Re: Gelatin-polymer blend

From: Ryuji Suzuki ^lt;rs@silvergrain.org>
Date: 01/21/06-04:04:44 PM Z
Message-id: <20060121.170444.32751165.lifebook-4234377@silvergrain.org>

From: Katharine Thayer <kthayer@pacifier.com>
Subject: Re: Gelatin-polymer blend (was Re: Gesso sizing)
Date: Sat, 21 Jan 2006 13:23:23 -0800

> On Jan 21, 2006, at 12:57 PM, Judy Seigel wrote:
>
> >
> > However, I doubt gesso ever contained titanium -- too expensive for
> > the covering process, among other disabilities.
>
> I was surprised about that too, since titanium dioxide is so much
> more expensive than other white pigments; I would have expected them
> to use some kind of chalk for the whitener. But I went and looked at
> my can of acrylic gesso, and sure enough, PW6.

When gesso was strictly for old material like oil, the story was
probably different. Acrylic gesso products I tried are basically
polyacrylate binder containing a filler, a matting agent and a pigment
(besides biocides, preservatives, etc.) This composition may not look
too dissmilar but the proportion of each ingredient in terms of dry
volume is quite different from old material. Because polyacrylate
dries to a very thin film, most of the volume is taken up by the
filler and the matting agent. Titanium white pigment is a very small
fraction of all.

The reason why titanium white is used is very analogous to why RC
paper uses this pigment over baryta. Barium sulfate requires quite a
bit of thickness to ensure good white reflection and opacity to the
base support. Barium sulfate is a bulky part of
the subbing layer in fiber papers, but such a thickness is impossible
on RC paper. The resin layer has to be much thinner, yet it must
ensure good white reflection and opacity. The pigment must also be
compatible with hydrophobic resin rather than hydrophillic gelatin.

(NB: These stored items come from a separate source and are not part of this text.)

// Reconciliation run
//
// Owns the field graph for one run: any number of loads, then a single
// finalization that consumes the reconciler.

use crate::closure::{close_transitively, HopThrough};
use crate::error::Result;
use crate::labels::build_labels;
use crate::loader::{load_schema, LoadSummary, PendingLabels};
use crate::model::{ChangeSeq, Model};
use crate::projection::{project, DocRow, MappingEntry, MappingTable};
use crate::purge::purge_multiline;
use crate::resolve::{resolve_conflicts, Conflict};
use crate::schema::ClientSchema;
use crate::snapshot::GraphSnapshot;
use crate::store::FieldGraph;
use tracing::info;

/// Builder for one reconciliation run
#[derive(Debug, Default)]
pub struct Reconciler {
    graph: FieldGraph,
    pending: PendingLabels,
    changes: ChangeSeq,
}

impl Reconciler {
    /// Start an empty run
    pub fn new() -> Self {
        Self::default()
    }

    /// Load one client schema; models may be loaded in any order
    pub fn load(&mut self, schema: &ClientSchema, model: Model) -> Result<LoadSummary> {
        load_schema(&mut self.graph, &mut self.pending, schema, model)
    }

    /// Graph as loaded so far
    pub fn graph(&self) -> &FieldGraph {
        &self.graph
    }

    /// Aliases waiting for the label builder
    pub fn pending(&self) -> &PendingLabels {
        &self.pending
    }

    /// Run labels, purge, conflict resolution, closure and projection
    ///
    /// Any error aborts the run; nothing partial is returned.
    pub fn finalize(self) -> Result<Reconciliation> {
        let Reconciler {
            mut graph,
            pending,
            mut changes,
        } = self;

        build_labels(&mut graph, &pending)?;
        let purged = purge_multiline(&mut graph);
        let (removed, conflicts) = resolve_conflicts(&mut graph, &mut changes);
        let hop_throughs = close_transitively(&mut graph, &removed, &mut changes);
        let table = project(&mut graph)?;

        let (mappings, references, removed_edges, added_edges) = graph.edge_stats();
        info!(
            nodes = graph.node_count(),
            mappings,
            references,
            removed = removed_edges,
            added = added_edges,
            purged,
            labels = table.len(),
            last_change = changes.last(),
            "reconciliation finalized"
        );

        Ok(Reconciliation {
            graph,
            table,
            conflicts,
            hop_throughs,
            purged,
        })
    }
}

/// Result of a finalized run
#[derive(Debug, Clone)]
pub struct Reconciliation {
    graph: FieldGraph,
    table: MappingTable,
    conflicts: Vec<Conflict>,
    hop_throughs: Vec<HopThrough>,
    purged: usize,
}

impl Reconciliation {
    /// Finalized graph
    pub fn graph(&self) -> &FieldGraph {
        &self.graph
    }

    /// Label to field mapping table
    pub fn table(&self) -> &MappingTable {
        &self.table
    }

    /// Mapping table entry for one label
    pub fn lookup(&self, label: &str) -> Option<&MappingEntry> {
        self.table.get(label)
    }

    /// Documentation rows, plain labels only
    pub fn doc_rows(&self) -> Vec<DocRow> {
        self.table.doc_rows()
    }

    /// Sorted snapshot of the finalized graph
    pub fn snapshot(&self) -> GraphSnapshot {
        self.graph.snapshot()
    }

    /// Conflict groups neutralized by the resolver
    pub fn conflicts(&self) -> &[Conflict] {
        &self.conflicts
    }

    /// Edges synthesized by the closure pass
    pub fn hop_throughs(&self) -> &[HopThrough] {
        &self.hop_throughs
    }

    /// Number of multi-line variables purged
    pub fn purged(&self) -> usize {
        self.purged
    }

    /// Take the mapping table, dropping the graph
    pub fn into_table(self) -> MappingTable {
        self.table
    }
}

#[cfg(test)]
mod tests {
    use super::*;
    use crate::model::{Domain, FieldType, NodeKey};
    use serde_json::json;

    fn schema(value: serde_json::Value) -> ClientSchema {
        serde_json::from_value(value).unwrap()
    }

    fn article() -> ClientSchema {
        schema(json!({
            "itemTypes": {
                "journalArticle": {
                    "itemType": "journalArticle",
                    "fields": {
                        "title": "title",
                        "abstractNote": "abstractNote",
                        "publicationTitle": "publicationTitle"
                    },
                    "creatorTypes": ["author"]
                }
            },
            "csl": {
                "fields": {
                    "text": {
                        "title": "title",
                        "abstract": "abstractNote",
                        "container-title": "publicationTitle"
                    }
                },
                "names": { "author": "author" }
            }
        }))
    }

    #[test]
    fn test_finalize_single_model() {
        let mut run = Reconciler::new();
        let summary = run.load(&article(), Model::A).unwrap();
        assert!(summary.variables > 0);

        let result = run.finalize().unwrap();
        assert_eq!(result.purged(), 2);
        assert!(result.conflicts().is_empty());

        let title = result.lookup("title").unwrap();
        assert_eq!(title.field_type, FieldType::Text);
        assert_eq!(title.model_a, vec!["title"]);
        assert_eq!(title.citation_style, vec!["title"]);
        assert!(title.model_b.is_empty());

        let author = result.lookup("author").unwrap();
        assert_eq!(author.field_type, FieldType::Name);

        assert!(result.lookup("abstract").is_none());
        assert!(result.lookup("abstract note").is_none());
        assert!(result
            .graph()
            .get(&NodeKey::new(Domain::Model(Model::A), "abstractNote"))
            .is_none());
    }

    #[test]
    fn test_container_title_reaches_model_field_by_hop_through() {
        let mut run = Reconciler::new();
        run.load(&article(), Model::A).unwrap();
        let result = run.finalize().unwrap();

        let entry = result.lookup("container title").unwrap();
        assert_eq!(entry.citation_style, vec!["container-title"]);
        assert_eq!(entry.model_a, vec!["publicationTitle"]);
        assert!(!result.hop_throughs().is_empty());
    }
}
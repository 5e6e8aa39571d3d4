// Field graph store
//
// Attributed directed graph over variable and label nodes. Nodes are
// addressed by their semantic key; edges are unique per ordered endpoint
// pair and are soft-deleted rather than removed.

use crate::error::{GraphError, Result};
use crate::model::{
    Domain, Edge, EdgeId, EdgeKind, FieldType, Model, Node, NodeId, NodeKey, NodeKind,
};
use crate::normalize::{is_shadow, normalize_label};
use petgraph::stable_graph::StableGraph;
use petgraph::visit::EdgeRef;
use petgraph::Direction;
use std::collections::{BTreeSet, HashMap};
use tracing::trace;

/// Field-mapping graph
///
/// Owns every node and edge for the lifetime of one reconciliation run.
#[derive(Debug, Clone, Default)]
pub struct FieldGraph {
    /// Internal graph structure
    graph: StableGraph<Node, Edge>,

    /// Semantic key to node ID mapping
    index: HashMap<NodeKey, NodeId>,
}

impl FieldGraph {
    /// Create a new empty graph
    pub fn new() -> Self {
        Self::default()
    }

    /// Insert or merge a variable node
    ///
    /// A variable seen before must carry the same type; the `model` flag is
    /// set on every call.
    pub fn add_variable(
        &mut self,
        domain: Domain,
        name: &str,
        field_type: FieldType,
        model: Model,
    ) -> Result<NodeId> {
        if !domain.is_vocabulary() {
            return Err(GraphError::InvalidDomain {
                domain,
                name: name.to_string(),
            });
        }

        let key = NodeKey::new(domain, name);
        let id = match self.index.get(&key).copied() {
            Some(id) => {
                let existing = self.graph[id].field_type();
                if existing != Some(field_type) {
                    return Err(GraphError::TypeMismatch {
                        domain,
                        name: name.to_string(),
                        existing: existing.unwrap_or(field_type),
                        declared: field_type,
                    });
                }
                id
            }
            None => {
                trace!(%key, %field_type, "new variable");
                self.insert_node(Node::variable(key, field_type))
            }
        };

        if let NodeKind::Variable { models, .. } = &mut self.graph[id].kind {
            models.set(model);
        }
        Ok(id)
    }

    /// Insert a mapping edge, plus its reverse when `bidirectional`
    ///
    /// Idempotent per ordered endpoint pair.
    pub fn add_mapping(&mut self, from: &NodeKey, to: &NodeKey, bidirectional: bool) -> Result<()> {
        let from_id = self.require_variable(from)?;
        let to_id = self.require_variable(to)?;

        self.ensure_edge(from_id, to_id, Edge::mapping);
        if bidirectional {
            self.ensure_edge(to_id, from_id, Edge::mapping);
        }
        Ok(())
    }

    /// Attach a label to an existing variable
    ///
    /// Creates the literal label and its normalized form (one node when they
    /// coincide), each with a reference edge to the variable.
    pub fn add_label(&mut self, domain: Domain, name: &str, label: &str) -> Result<()> {
        let target = NodeKey::new(domain, name);
        let target_id = match self.index.get(&target) {
            Some(&id) if !self.graph[id].is_label() => id,
            _ => {
                return Err(GraphError::DanglingLabel {
                    domain,
                    name: name.to_string(),
                    label: label.to_string(),
                })
            }
        };

        let normalized = normalize_label(label);
        let mut forms = vec![label.to_string()];
        if normalized != label {
            forms.push(normalized);
        }

        for form in forms {
            let key = NodeKey::label(form.as_str());
            let label_id = match self.index.get(&key).copied() {
                Some(id) => id,
                None => self.insert_node(Node::label(form.as_str(), is_shadow(&form))),
            };
            self.ensure_edge(label_id, target_id, Edge::label_reference);
        }
        Ok(())
    }

    /// Find node by key
    pub fn node_id(&self, key: &NodeKey) -> Option<NodeId> {
        self.index.get(key).copied()
    }

    /// Get node by ID
    pub fn node(&self, id: NodeId) -> Option<&Node> {
        self.graph.node_weight(id)
    }

    /// Get node by key
    pub fn get(&self, key: &NodeKey) -> Option<&Node> {
        self.node_id(key).and_then(|id| self.node(id))
    }

    /// Get edge by ID
    pub fn edge(&self, id: EdgeId) -> Option<&Edge> {
        self.graph.edge_weight(id)
    }

    pub(crate) fn edge_mut(&mut self, id: EdgeId) -> Option<&mut Edge> {
        self.graph.edge_weight_mut(id)
    }

    /// Source and target of an edge
    pub fn edge_endpoints(&self, id: EdgeId) -> Option<(NodeId, NodeId)> {
        self.graph.edge_endpoints(id)
    }

    /// Edge between two nodes, if any
    pub fn find_edge(&self, from: NodeId, to: NodeId) -> Option<EdgeId> {
        self.graph.find_edge(from, to)
    }

    /// Edge between two keyed nodes, if any
    pub fn find_edge_by_key(&self, from: &NodeKey, to: &NodeKey) -> Option<&Edge> {
        let from_id = self.node_id(from)?;
        let to_id = self.node_id(to)?;
        self.find_edge(from_id, to_id).and_then(|id| self.edge(id))
    }

    /// Check for a direct edge
    pub fn has_edge(&self, from: NodeId, to: NodeId) -> bool {
        self.find_edge(from, to).is_some()
    }

    /// Get node count
    pub fn node_count(&self) -> usize {
        self.graph.node_count()
    }

    /// Get edge count
    pub fn edge_count(&self) -> usize {
        self.graph.edge_count()
    }

    /// Outgoing edges as `(edge, target)` pairs
    pub fn outgoing(&self, id: NodeId) -> Vec<(EdgeId, NodeId)> {
        self.graph
            .edges_directed(id, Direction::Outgoing)
            .map(|e| (e.id(), e.target()))
            .collect()
    }

    /// Incoming edges as `(edge, source)` pairs
    pub fn incoming(&self, id: NodeId) -> Vec<(EdgeId, NodeId)> {
        self.graph
            .edges_directed(id, Direction::Incoming)
            .map(|e| (e.id(), e.source()))
            .collect()
    }

    /// Domains reached by the outgoing edges of a node
    pub fn out_domains(&self, id: NodeId) -> BTreeSet<Domain> {
        self.graph
            .neighbors_directed(id, Direction::Outgoing)
            .filter_map(|n| self.node(n).map(Node::domain))
            .collect()
    }

    /// All node IDs, sorted by key
    pub fn sorted_nodes(&self) -> Vec<NodeId> {
        let mut ids: Vec<NodeId> = self.graph.node_indices().collect();
        self.sort_by_key(&mut ids);
        ids
    }

    /// Variable node IDs, sorted by key
    pub fn variables(&self) -> Vec<NodeId> {
        self.sorted_nodes()
            .into_iter()
            .filter(|&id| !self.graph[id].is_label())
            .collect()
    }

    /// Label node IDs, sorted by label text
    pub fn labels(&self) -> Vec<NodeId> {
        self.sorted_nodes()
            .into_iter()
            .filter(|&id| self.graph[id].is_label())
            .collect()
    }

    /// Sort node IDs by their semantic key
    pub fn sort_by_key(&self, ids: &mut [NodeId]) {
        ids.sort_by(|a, b| self.graph[*a].key.cmp(&self.graph[*b].key));
    }

    /// Remove a node together with its edges
    pub fn remove_node(&mut self, id: NodeId) -> Option<Node> {
        let node = self.graph.remove_node(id)?;
        self.index.remove(&node.key);
        Some(node)
    }

    /// Count edges by kind and flags: `(mapping, label_reference, removed, added)`
    pub fn edge_stats(&self) -> (usize, usize, usize, usize) {
        self.graph
            .edge_indices()
            .filter_map(|id| self.graph.edge_weight(id))
            .fold((0, 0, 0, 0), |(m, l, r, a), e| match e.kind {
                EdgeKind::Mapping => (m + 1, l, r + e.removed as usize, a + e.added as usize),
                EdgeKind::LabelReference => (m, l + 1, r + e.removed as usize, a + e.added as usize),
            })
    }

    pub(crate) fn inner(&self) -> &StableGraph<Node, Edge> {
        &self.graph
    }

    pub(crate) fn insert_edge(&mut self, from: NodeId, to: NodeId, edge: Edge) -> EdgeId {
        self.graph.add_edge(from, to, edge)
    }

    fn insert_node(&mut self, node: Node) -> NodeId {
        let key = node.key.clone();
        let id = self.graph.add_node(node);
        self.index.insert(key, id);
        id
    }

    fn ensure_edge(&mut self, from: NodeId, to: NodeId, make: fn() -> Edge) -> EdgeId {
        match self.graph.find_edge(from, to) {
            Some(id) => id,
            None => self.graph.add_edge(from, to, make()),
        }
    }

    fn require_variable(&self, key: &NodeKey) -> Result<NodeId> {
        match self.index.get(key) {
            Some(&id) if !self.graph[id].is_label() => Ok(id),
            _ => Err(GraphError::UnknownVariable {
                domain: key.domain,
                name: key.name.clone(),
            }),
        }
    }
}

#[cfg(test)]
mod tests {
    use super::*;

    fn csl(name: &str) -> NodeKey {
        NodeKey::new(Domain::Csl, name)
    }

    fn model_a(name: &str) -> NodeKey {
        NodeKey::new(Domain::Model(Model::A), name)
    }

    #[test]
    fn test_graph_creation() {
        let graph = FieldGraph::new();
        assert_eq!(graph.node_count(), 0);
        assert_eq!(graph.edge_count(), 0);
    }

    #[test]
    fn test_add_variable_merges_and_sets_flags() {
        let mut graph = FieldGraph::new();
        let first = graph.add_variable(Domain::Csl, "title", FieldType::Text, Model::A).unwrap();
        let second = graph.add_variable(Domain::Csl, "title", FieldType::Text, Model::B).unwrap();

        assert_eq!(first, second);
        assert_eq!(graph.node_count(), 1);
        match &graph.node(first).unwrap().kind {
            NodeKind::Variable { models, .. } => {
                assert!(models.has(Model::A));
                assert!(models.has(Model::B));
            }
            other => panic!("unexpected node kind: {:?}", other),
        }
    }

    #[test]
    fn test_add_variable_rejects_type_change() {
        let mut graph = FieldGraph::new();
        graph.add_variable(Domain::Csl, "issued", FieldType::Date, Model::A).unwrap();
        let err = graph
            .add_variable(Domain::Csl, "issued", FieldType::Text, Model::B)
            .unwrap_err();

        match err {
            GraphError::TypeMismatch { domain, name, existing, declared } => {
                assert_eq!(domain, Domain::Csl);
                assert_eq!(name, "issued");
                assert_eq!(existing, FieldType::Date);
                assert_eq!(declared, FieldType::Text);
            }
            other => panic!("unexpected error: {}", other),
        }
    }

    #[test]
    fn test_add_variable_rejects_label_domain() {
        let mut graph = FieldGraph::new();
        let err = graph
            .add_variable(Domain::Label, "title", FieldType::Text, Model::A)
            .unwrap_err();
        assert!(matches!(err, GraphError::InvalidDomain { .. }));
    }

    #[test]
    fn test_add_mapping_is_idempotent() {
        let mut graph = FieldGraph::new();
        graph.add_variable(Domain::Csl, "title", FieldType::Text, Model::A).unwrap();
        graph.add_variable(Domain::Model(Model::A), "title", FieldType::Text, Model::A).unwrap();

        graph.add_mapping(&csl("title"), &model_a("title"), true).unwrap();
        graph.add_mapping(&csl("title"), &model_a("title"), true).unwrap();
        assert_eq!(graph.edge_count(), 2);

        graph.add_mapping(&model_a("title"), &csl("title"), false).unwrap();
        assert_eq!(graph.edge_count(), 2);
    }

    #[test]
    fn test_add_mapping_requires_variables() {
        let mut graph = FieldGraph::new();
        graph.add_variable(Domain::Csl, "title", FieldType::Text, Model::A).unwrap();
        let err = graph.add_mapping(&csl("title"), &model_a("title"), true).unwrap_err();
        assert!(matches!(err, GraphError::UnknownVariable { .. }));
        assert_eq!(graph.edge_count(), 0);
    }

    #[test]
    fn test_add_label_creates_both_forms() {
        let mut graph = FieldGraph::new();
        let var = graph
            .add_variable(Domain::Csl, "publisher-place", FieldType::Text, Model::A)
            .unwrap();
        graph.add_label(Domain::Csl, "publisher-place", "publisher-place").unwrap();

        let literal = graph.get(&NodeKey::label("publisher-place")).unwrap();
        assert!(literal.is_shadow_label());
        let normalized = graph.get(&NodeKey::label("publisher place")).unwrap();
        assert!(normalized.is_plain_label());

        let literal_id = graph.node_id(&NodeKey::label("publisher-place")).unwrap();
        let normalized_id = graph.node_id(&NodeKey::label("publisher place")).unwrap();
        assert!(graph.has_edge(literal_id, var));
        assert!(graph.has_edge(normalized_id, var));
    }

    #[test]
    fn test_add_label_plain_text_creates_single_node() {
        let mut graph = FieldGraph::new();
        graph.add_variable(Domain::Csl, "title", FieldType::Text, Model::A).unwrap();
        graph.add_label(Domain::Csl, "title", "title").unwrap();
        graph.add_label(Domain::Csl, "title", "title").unwrap();

        assert_eq!(graph.labels().len(), 1);
        assert_eq!(graph.edge_count(), 1);
    }

    #[test]
    fn test_add_label_dangling() {
        let mut graph = FieldGraph::new();
        let err = graph.add_label(Domain::Csl, "title", "title").unwrap_err();
        match err {
            GraphError::DanglingLabel { domain, name, label } => {
                assert_eq!(domain, Domain::Csl);
                assert_eq!(name, "title");
                assert_eq!(label, "title");
            }
            other => panic!("unexpected error: {}", other),
        }
    }

    #[test]
    fn test_remove_node_clears_index_and_edges() {
        let mut graph = FieldGraph::new();
        graph.add_variable(Domain::Csl, "note", FieldType::Text, Model::A).unwrap();
        graph.add_variable(Domain::Model(Model::A), "extra", FieldType::Text, Model::A).unwrap();
        graph.add_mapping(&csl("note"), &model_a("extra"), true).unwrap();

        let id = graph.node_id(&csl("note")).unwrap();
        assert!(graph.remove_node(id).is_some());
        assert!(graph.node_id(&csl("note")).is_none());
        assert_eq!(graph.edge_count(), 0);
        assert_eq!(graph.node_count(), 1);
    }

    #[test]
    fn test_sorted_nodes_follow_key_order() {
        let mut graph = FieldGraph::new();
        graph.add_variable(Domain::Csl, "b", FieldType::Text, Model::A).unwrap();
        graph.add_variable(Domain::Csl, "a", FieldType::Text, Model::A).unwrap();
        graph.add_variable(Domain::Model(Model::B), "z", FieldType::Text, Model::B).unwrap();

        let names: Vec<String> = graph
            .sorted_nodes()
            .into_iter()
            .map(|id| graph.node(id).unwrap().key.to_string())
            .collect();
        assert_eq!(names, vec!["modelB:z", "csl:a", "csl:b"]);
    }
}
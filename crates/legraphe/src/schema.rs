// Client schema input
//
// Deserialized form of an already-normalized client schema document. Only
// the sections the reconciliation reads are modelled; other keys are ignored.

use crate::error::{GraphError, Result};
use crate::model::{FieldType, Model};
use serde::{Deserialize, Serialize};
use std::collections::BTreeMap;
use std::io::Read;

/// Normalized schema of one client model
#[derive(Debug, Clone, Default, Serialize, Deserialize)]
#[serde(rename_all = "camelCase")]
pub struct ClientSchema {
    /// Item type name to its fields and creator roles
    #[serde(default)]
    pub item_types: BTreeMap<String, ItemType>,

    /// Field metadata (types)
    #[serde(default)]
    pub meta: Meta,

    /// Citation-style correspondence tables
    #[serde(default)]
    pub csl: CslSchema,
}

/// One item type
#[derive(Debug, Clone, Default, Serialize, Deserialize)]
#[serde(rename_all = "camelCase")]
pub struct ItemType {
    /// Item type name
    #[serde(default)]
    pub item_type: String,

    /// Surface field name to base field name
    #[serde(default)]
    pub fields: BTreeMap<String, String>,

    /// Creator roles
    #[serde(default)]
    pub creator_types: Vec<String>,
}

/// Schema metadata
#[derive(Debug, Clone, Default, Serialize, Deserialize)]
pub struct Meta {
    /// Field name to metadata
    #[serde(default)]
    pub fields: BTreeMap<String, FieldMeta>,
}

/// Per-field metadata
#[derive(Debug, Clone, Default, Serialize, Deserialize)]
pub struct FieldMeta {
    /// Semantic type, `text` when absent
    #[serde(rename = "type", default)]
    pub field_type: Option<FieldType>,
}

/// Citation-style tables
#[derive(Debug, Clone, Default, Serialize, Deserialize)]
pub struct CslSchema {
    /// CSL variable to model field correspondences per kind
    #[serde(default)]
    pub fields: CslFields,

    /// Model creator role to CSL name variable
    #[serde(default)]
    pub names: BTreeMap<String, String>,

    /// CSL variables without a model counterpart, with their kind
    #[serde(default)]
    pub unmapped: BTreeMap<String, UnmappedKind>,

    /// Alias to CSL variable
    #[serde(default)]
    pub alias: BTreeMap<String, String>,
}

/// CSL correspondences per kind
#[derive(Debug, Clone, Default, Serialize, Deserialize)]
pub struct CslFields {
    /// Text variables
    #[serde(default)]
    pub text: BTreeMap<String, OneOrMany>,

    /// Date variables
    #[serde(default)]
    pub date: BTreeMap<String, OneOrMany>,
}

/// A single model field or a list of them
#[derive(Debug, Clone, PartialEq, Eq, Serialize, Deserialize)]
#[serde(untagged)]
pub enum OneOrMany {
    /// One field
    One(String),
    /// Several fields
    Many(Vec<String>),
}

impl OneOrMany {
    /// Iterate the field names
    pub fn iter(&self) -> impl Iterator<Item = &str> {
        let slice: &[String] = match self {
            OneOrMany::One(field) => std::slice::from_ref(field),
            OneOrMany::Many(fields) => fields,
        };
        slice.iter().map(String::as_str)
    }
}

/// Kind of an unmapped CSL variable
#[derive(Debug, Clone, Copy, PartialEq, Eq, Serialize, Deserialize)]
#[serde(rename_all = "lowercase")]
pub enum UnmappedKind {
    /// Text variable
    Text,
    /// Date variable
    Date,
    /// Name variable
    Name,
    /// Pure item-type discriminator, never a variable
    Type,
}

impl UnmappedKind {
    /// Variable type, `None` for type discriminators
    pub fn field_type(self) -> Option<FieldType> {
        match self {
            UnmappedKind::Text => Some(FieldType::Text),
            UnmappedKind::Date => Some(FieldType::Date),
            UnmappedKind::Name => Some(FieldType::Name),
            UnmappedKind::Type => None,
        }
    }
}

impl ClientSchema {
    /// Parse a schema from JSON text
    pub fn from_json_str(json: &str) -> Result<Self> {
        Ok(serde_json::from_str(json)?)
    }

    /// Parse a schema from a JSON reader
    pub fn from_reader<R: Read>(reader: R) -> Result<Self> {
        Ok(serde_json::from_reader(reader)?)
    }

    /// Declared type of a base field, `text` when untyped
    pub fn field_type(&self, field: &str) -> FieldType {
        self.meta
            .fields
            .get(field)
            .and_then(|meta| meta.field_type)
            .unwrap_or(FieldType::Text)
    }

    /// Surface field to base field, merged over all item types
    ///
    /// Fails when one surface field aliases different base fields in
    /// different item types.
    pub fn base_fields(&self, model: Model) -> Result<BTreeMap<String, String>> {
        let mut base_fields: BTreeMap<String, String> = BTreeMap::new();
        for item_type in self.item_types.values() {
            for (field, base) in &item_type.fields {
                match base_fields.get(field) {
                    Some(previous) if previous != base => {
                        return Err(GraphError::InconsistentBaseField {
                            model,
                            field: field.clone(),
                            base: base.clone(),
                            previous: previous.clone(),
                        });
                    }
                    Some(_) => {}
                    None => {
                        base_fields.insert(field.clone(), base.clone());
                    }
                }
            }
        }
        Ok(base_fields)
    }

    /// Creator roles over all item types, deduplicated and sorted
    pub fn creator_roles(&self) -> Vec<&str> {
        let mut roles: Vec<&str> = self
            .item_types
            .values()
            .flat_map(|item_type| item_type.creator_types.iter().map(String::as_str))
            .collect();
        roles.sort_unstable();
        roles.dedup();
        roles
    }
}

So for all these reasons, titanium white is a very natural choice to
incorporate in acrylic gesso.

When it comes to improving the property of the gelatin binder by
incorporating additives, the useful ingredient is a certain kind of
acrylic polymer, which is used in part in acrylic medium. Anything
else (filler, matting agent, pigment, etc.) is potentially harmful, or
questionably undesirable at best. This is why I use Rhoplex/Primal
AC-35 (cheap and easy to buy from Kremer Pigmente in NYC or Germany)
as a blend, and be done with this whole issue. I think discussing
ingredients of various gesso products is rather irrelevant to our
goal.

http://www.kremer-pigmente.de/bindem07.htm

I tried both AC-33 and AC-35 but for sizing layer AC-35 works best.